Coral Vozes para Liberdade recebe aula de maestros da Universidade Federal da Paraíba e dos EUA
Dentro do Projeto ‘Música: Um caminho para a ressocialização’, o Coral ‘Vozes para Liberdade’, da Penitenciaria “Desembargador Sílvio Porto”, recebeu, nessa quinta-feira (13), a visita/aula dos maestros, Eduardo Nóbrega, da Universidade Federal da Paraíba (UFPB), e John F. Warren, da Syracuse University - EUA. A visita aconteceu em razão de um convênio institucional firmado entre as duas instituições de ensino. O Vozes para Liberdade, foi formado há pouco mais de três anos e tem a participação de 30 detentos da unidade prisional, com apoio do Tribunal de Justiça da Paraíba.
O Coral é mantido, financeiramente, por meio de recursos oriundos das transações penais da Vara de Execução Penal (VEP) de João Pessoa, nas pessoas do juiz titular da unidade judiciária Carlos Neves da Franca Neto e da juíza auxiliar Andréa Arcoverde Cavalcanti Vaz. Também contribui para o projeto o Juizado Especial Criminal (Jecrim) da Capital, que tem como titular o juiz e músico, Hermance Gomes Pereira. Ainda é parceiro da iniciativa o diretor do Presídio Sílvio Porto, Idelson Oliveira Caminha.
De acordo com o professor Eduardo Nóbrega, responsável pela vinda do músico americano, esse convênio entre as instituições de ensino é de grande importância para ambas às partes. “Para nós, porque teremos o privilégio de aprofundar nossos conhecimentos, e para eles, da mesma forma, através da nossa cultura”, avaliou. O professor do Departamento de Música da UFPB e o maestro John F. Warren vêm desenvolvendo uma série de atividades acadêmicas com professores e estudantes de música, voltada ao aperfeiçoamento das técnicas e domínios musicais.
O grupo Vozes para Liberdade nasceu da iniciativa do preparador vocal e servidor do Tribunal de Justiça da Paraíba, Sérgio Gerarde, em conjunto com o maestro Daniel Berg, titular do Coro Sinfônico da Paraíba. Segundo Gerarde, o canto coral é uma atividade de grande expressão em todos os seguimentos que se destina tanto ao corpo artístico que se trabalha, como à plateia. “Receber uma visita neste nível, traz um oxigênio novo para o coral”, acrescentou.
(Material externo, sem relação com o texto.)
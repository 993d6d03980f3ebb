#![forbid(unsafe_code)]
//! Reference implementations of the scan core's external collaborators,
//! for tests and simulations: a scriptable dedupe stub, a working
//! per-inode lock table with unlock re-arming, a static blacklist, and
//! a scenario builder that wires a coordinator over a [`MemoryTree`]
//! with the caller-drained inline task pool.

#[cfg(test)]
mod e2e;

use parking_lot::Mutex;
use std::collections::{HashMap, HashSet};
use std::sync::Arc;
use std::sync::atomic::{AtomicU64, Ordering};
use sweep_error::{Result, SweepError};
use sweep_fdcache::CachePurge;
use sweep_roots::{
    Blacklist, Deduper, InodeGuard, InodeLocks, RetryHandle, Roots, RootsConfig, ScanContext,
};
use sweep_tree::{MemoryTree, TreeSearch};
use sweep_types::{FileId, FileRange, InodeNum};
use tempfile::TempDir;

// ── Dedupe stub ─────────────────────────────────────────────────────────────

type ScanHook = Box<dyn Fn(&FileRange) + Send + Sync>;

/// Recording deduper with per-range retry scripting and an optional
/// mid-call hook (for exercising what other threads observe while
/// `scan_forward` is in flight).
#[derive(Default)]
pub struct StubDeduper {
    delivered: Mutex<Vec<FileRange>>,
    retries: Mutex<HashMap<FileRange, u32>>,
    failures: Mutex<HashSet<FileRange>>,
    hook: Mutex<Option<ScanHook>>,
}

impl StubDeduper {
    #[must_use]
    pub fn new() -> Arc<Self> {
        Arc::new(Self::default())
    }

    /// Make the next `times` offers of `range` return "retry later".
    pub fn script_retry(&self, range: FileRange, times: u32) {
        self.retries.lock().insert(range, times);
    }

    /// Make every offer of `range` fail.
    pub fn fail_on(&self, range: FileRange) {
        self.failures.lock().insert(range);
    }

    /// Run `hook` inside every `scan_forward` call, before it returns.
    pub fn set_hook(&self, hook: impl Fn(&FileRange) + Send + Sync + 'static) {
        *self.hook.lock() = Some(Box::new(hook));
    }

    /// Ranges delivered so far, in order.
    #[must_use]
    pub fn delivered(&self) -> Vec<FileRange> {
        self.delivered.lock().clone()
    }

    /// `(root, ino)` pairs delivered so far, in order.
    #[must_use]
    pub fn delivered_files(&self) -> Vec<(u64, u64)> {
        self.delivered
            .lock()
            .iter()
            .map(|range| (range.fid.root.0, range.fid.ino.0))
            .collect()
    }
}

impl Deduper for StubDeduper {
    fn scan_forward(&self, range: &FileRange) -> Result<bool> {
        self.delivered.lock().push(*range);
        if let Some(hook) = self.hook.lock().as_ref() {
            hook(range);
        }
        if self.failures.lock().contains(range) {
            return Err(SweepError::NotFound(format!("{range} vanished")));
        }
        let mut retries = self.retries.lock();
        if let Some(remaining) = retries.get_mut(range) {
            if *remaining > 0 {
                *remaining -= 1;
                return Ok(true);
            }
        }
        Ok(false)
    }
}

// ── Inode lock table ────────────────────────────────────────────────────────

#[derive(Default)]
struct LockSlot {
    held: bool,
    waiters: Vec<RetryHandle>,
}

#[derive(Default)]
struct LockInner {
    slots: Mutex<HashMap<u64, LockSlot>>,
    contended: AtomicU64,
}

/// Working per-inode advisory lock table. Contended attempts arm a
/// retry that fires when the holder's guard drops.
#[derive(Clone, Default)]
pub struct InodeLockTable {
    inner: Arc<LockInner>,
}

struct LockRelease {
    inner: Arc<LockInner>,
    ino: u64,
}

impl Drop for LockRelease {
    fn drop(&mut self) {
        let waiters = {
            let mut slots = self.inner.slots.lock();
            slots.get_mut(&self.ino).map_or_else(Vec::new, |slot| {
                slot.held = false;
                std::mem::take(&mut slot.waiters)
            })
        };
        // Re-arm outside the table lock.
        for retry in waiters {
            retry();
        }
    }
}

impl InodeLockTable {
    #[must_use]
    pub fn new() -> Self {
        Self::default()
    }

    /// Take the lock directly (to stage contention in a test). Panics
    /// if already held.
    #[must_use]
    pub fn hold_for_test(&self, ino: u64) -> InodeGuard {
        self.try_lock(InodeNum(ino), Box::new(|| {}))
            .expect("lock already held")
    }

    /// Times a caller found the lock contended.
    #[must_use]
    pub fn contended(&self) -> u64 {
        self.inner.contended.load(Ordering::Relaxed)
    }
}

impl InodeLocks for InodeLockTable {
    fn try_lock(&self, ino: InodeNum, retry: RetryHandle) -> Option<InodeGuard> {
        let mut slots = self.inner.slots.lock();
        let slot = slots.entry(ino.0).or_default();
        if slot.held {
            slot.waiters.push(retry);
            self.inner.contended.fetch_add(1, Ordering::Relaxed);
            return None;
        }
        slot.held = true;
        Some(InodeGuard(Box::new(LockRelease {
            inner: Arc::clone(&self.inner),
            ino: ino.0,
        })))
    }
}

// ── Blacklist ───────────────────────────────────────────────────────────────

/// Fixed-set toxic-extent filter; empty by default.
#[derive(Default)]
pub struct StaticBlacklist {
    fids: Mutex<HashSet<FileId>>,
}

impl StaticBlacklist {
    #[must_use]
    pub fn new() -> Arc<Self> {
        Arc::new(Self::default())
    }

    pub fn add(&self, fid: FileId) {
        self.fids.lock().insert(fid);
    }
}

impl Blacklist for StaticBlacklist {
    fn is_blacklisted(&self, fid: FileId) -> bool {
        self.fids.lock().contains(&fid)
    }
}

// ── Cache purge probe ───────────────────────────────────────────────────────

/// Counts purges the transid watcher issues.
#[derive(Default)]
pub struct PurgeProbe(AtomicU64);

impl PurgeProbe {
    #[must_use]
    pub fn count(&self) -> u64 {
        self.0.load(Ordering::Relaxed)
    }
}

impl CachePurge for PurgeProbe {
    fn purge(&self) {
        self.0.fetch_add(1, Ordering::Relaxed);
    }
}

// ── Scenario wiring ─────────────────────────────────────────────────────────

/// A coordinator wired over a [`MemoryTree`] with stub collaborators
/// and the inline task pool, plus the state directory it persists to.
pub struct Scenario {
    pub tree: Arc<MemoryTree>,
    pub deduper: Arc<StubDeduper>,
    pub locks: InodeLockTable,
    pub blacklist: Arc<StaticBlacklist>,
    pub purge: Arc<PurgeProbe>,
    pub roots: Arc<Roots>,
    state_dir: TempDir,
}

impl Scenario {
    /// Build over `tree` with default config (inline pool, INDEPENDENT).
    #[must_use]
    pub fn new(tree: Arc<MemoryTree>) -> Self {
        Self::with_config(tree, |_| {})
    }

    #[must_use]
    pub fn with_config(tree: Arc<MemoryTree>, tweak: impl FnOnce(&mut RootsConfig)) -> Self {
        let state_dir = tempfile::tempdir().expect("create state dir");
        Self::wire(tree, state_dir, tweak)
    }

    fn wire(
        tree: Arc<MemoryTree>,
        state_dir: TempDir,
        tweak: impl FnOnce(&mut RootsConfig),
    ) -> Self {
        let deduper = StubDeduper::new();
        let locks = InodeLockTable::new();
        let blacklist = StaticBlacklist::new();
        let purge = Arc::new(PurgeProbe::default());

        let mut config = RootsConfig {
            workers: 0,
            state_dir: state_dir.path().to_path_buf(),
            ..RootsConfig::default()
        };
        tweak(&mut config);

        let ctx = ScanContext {
            tree: Arc::clone(&tree) as Arc<dyn TreeSearch>,
            deduper: Arc::clone(&deduper) as Arc<dyn Deduper>,
            locks: Arc::new(locks.clone()) as Arc<dyn InodeLocks>,
            blacklist: Arc::clone(&blacklist) as Arc<dyn Blacklist>,
            caches: vec![Arc::clone(&purge) as Arc<dyn CachePurge>],
        };
        let roots = Roots::new(ctx, config);

        Self {
            tree,
            deduper,
            locks,
            blacklist,
            purge,
            roots,
            state_dir,
        }
    }

    /// Boot: sample the generation and load any persisted state.
    pub fn startup(&self) {
        self.roots.startup().expect("startup");
    }

    /// One transid tick plus a full drain of the inline pool.
    pub fn tick_and_drain(&self) {
        self.roots.transid_tick().expect("transid tick");
        self.roots.pool().drain();
    }

    /// Simulate an abrupt kill and restart: the old coordinator is
    /// dropped without any flush, and a fresh one is wired over the
    /// same tree and state directory.
    #[must_use]
    pub fn restart(self) -> Self {
        let Self {
            tree, state_dir, ..
        } = self;
        Self::wire(tree, state_dir, |_| {})
    }

    /// Path of the persisted state file.
    #[must_use]
    pub fn state_file(&self) -> std::path::PathBuf {
        self.state_dir.path().join(sweep_roots::STATE_FILE_NAME)
    }
}
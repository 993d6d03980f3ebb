//! Monotone event counters for the scan core.

use std::sync::atomic::{AtomicU64, Ordering};

/// Counts of scan-core events since startup. All counters only grow.
#[derive(Debug, Default)]
pub struct ScanCounters {
    /// Extent items below the window floor (old data on new pages).
    pub gen_low: AtomicU64,
    /// Extent items at or above the window ceiling (next cycle's data).
    pub gen_high: AtomicU64,
    /// Inline extents skipped.
    pub inline_skipped: AtomicU64,
    /// Preallocated extents seen (then treated as regular).
    pub prealloc: AtomicU64,
    /// Holes skipped.
    pub hole_skipped: AtomicU64,
    /// Unrecognised extent types skipped.
    pub unknown_type: AtomicU64,
    /// Ranges delivered to the deduper.
    pub pushed: AtomicU64,
    /// Ranges the deduper asked to see again.
    pub retry: AtomicU64,
    /// Ranges dropped by the blacklist.
    pub blacklisted: AtomicU64,
    /// Workers that backed off a contended inode lock.
    pub inode_deferred: AtomicU64,
    /// Deduper errors swallowed (cursor advanced anyway).
    pub dedupe_errors: AtomicU64,
    /// Successful pops dispatched to workers.
    pub batches: AtomicU64,
    /// Scheduler ticks that found no crawler able to produce.
    pub idle_ticks: AtomicU64,
    /// Crawlers created by membership refresh or state load.
    pub crawlers_created: AtomicU64,
    /// Crawler erasures refused to keep the map non-empty.
    pub erase_refused: AtomicU64,
    /// Sentinel values repaired while loading the state file.
    pub state_repairs: AtomicU64,
}

/// Point-in-time copy of [`ScanCounters`].
#[derive(Debug, Clone, Copy, Default, PartialEq, Eq)]
pub struct ScanCountersSnapshot {
    pub gen_low: u64,
    pub gen_high: u64,
    pub inline_skipped: u64,
    pub prealloc: u64,
    pub hole_skipped: u64,
    pub unknown_type: u64,
    pub pushed: u64,
    pub retry: u64,
    pub blacklisted: u64,
    pub inode_deferred: u64,
    pub dedupe_errors: u64,
    pub batches: u64,
    pub idle_ticks: u64,
    pub crawlers_created: u64,
    pub erase_refused: u64,
    pub state_repairs: u64,
}

impl ScanCounters {
    pub(crate) fn bump(counter: &AtomicU64) {
        counter.fetch_add(1, Ordering::Relaxed);
    }

    #[must_use]
    pub fn snapshot(&self) -> ScanCountersSnapshot {
        let load = |c: &AtomicU64| c.load(Ordering::Relaxed);
        ScanCountersSnapshot {
            gen_low: load(&self.gen_low),
            gen_high: load(&self.gen_high),
            inline_skipped: load(&self.inline_skipped),
            prealloc: load(&self.prealloc),
            hole_skipped: load(&self.hole_skipped),
            unknown_type: load(&self.unknown_type),
            pushed: load(&self.pushed),
            retry: load(&self.retry),
            blacklisted: load(&self.blacklisted),
            inode_deferred: load(&self.inode_deferred),
            dedupe_errors: load(&self.dedupe_errors),
            batches: load(&self.batches),
            idle_ticks: load(&self.idle_ticks),
            crawlers_created: load(&self.crawlers_created),
            erase_refused: load(&self.erase_refused),
            state_repairs: load(&self.state_repairs),
        }
    }
}
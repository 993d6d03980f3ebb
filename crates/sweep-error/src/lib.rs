#![forbid(unsafe_code)]
//! Error types for the sweep workspace.
//!
//! Defines `SweepError` and a `Result<T>` alias used throughout the
//! workspace. The variants follow the daemon's error policy: transient
//! I/O defers a subvolume, missing entities drop a candidate, corrupt
//! persistent state is repaired loudly, and programmer invariants abort
//! the current operation rather than the process.

use thiserror::Error;

/// Unified error type for all sweep operations.
#[derive(Debug, Error)]
pub enum SweepError {
    #[error("I/O error: {0}")]
    Io(#[from] std::io::Error),

    #[error("tree search failed in root {root}: {detail}")]
    Search { root: u64, detail: String },

    #[error("not found: {0}")]
    NotFound(String),

    #[error("bad state record at line {line}: {detail}")]
    State { line: usize, detail: String },

    #[error("invariant violated: {0}")]
    Invariant(String),

    #[error("stop requested")]
    Stopped,
}

impl SweepError {
    /// True for errors that defer one subvolume and let the scan continue.
    #[must_use]
    pub fn is_transient(&self) -> bool {
        matches!(self, Self::Io(_) | Self::Search { .. })
    }
}

/// Result alias using `SweepError`.
pub type Result<T> = std::result::Result<T, SweepError>;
Daniel Berg disse que, através da música, busca um pouco de liberdade, já que o canto ultrapassa horizontes. Para ele, este é o sentido. “O coral se faz ouvir além dos muros em que estão situados, tendo participado de várias apresentações, tanto no âmbito interno em datas festivas, como externo, em encontro de corais, como aconteceu no Festival Paraibano de Coros (Fepac)”, informou.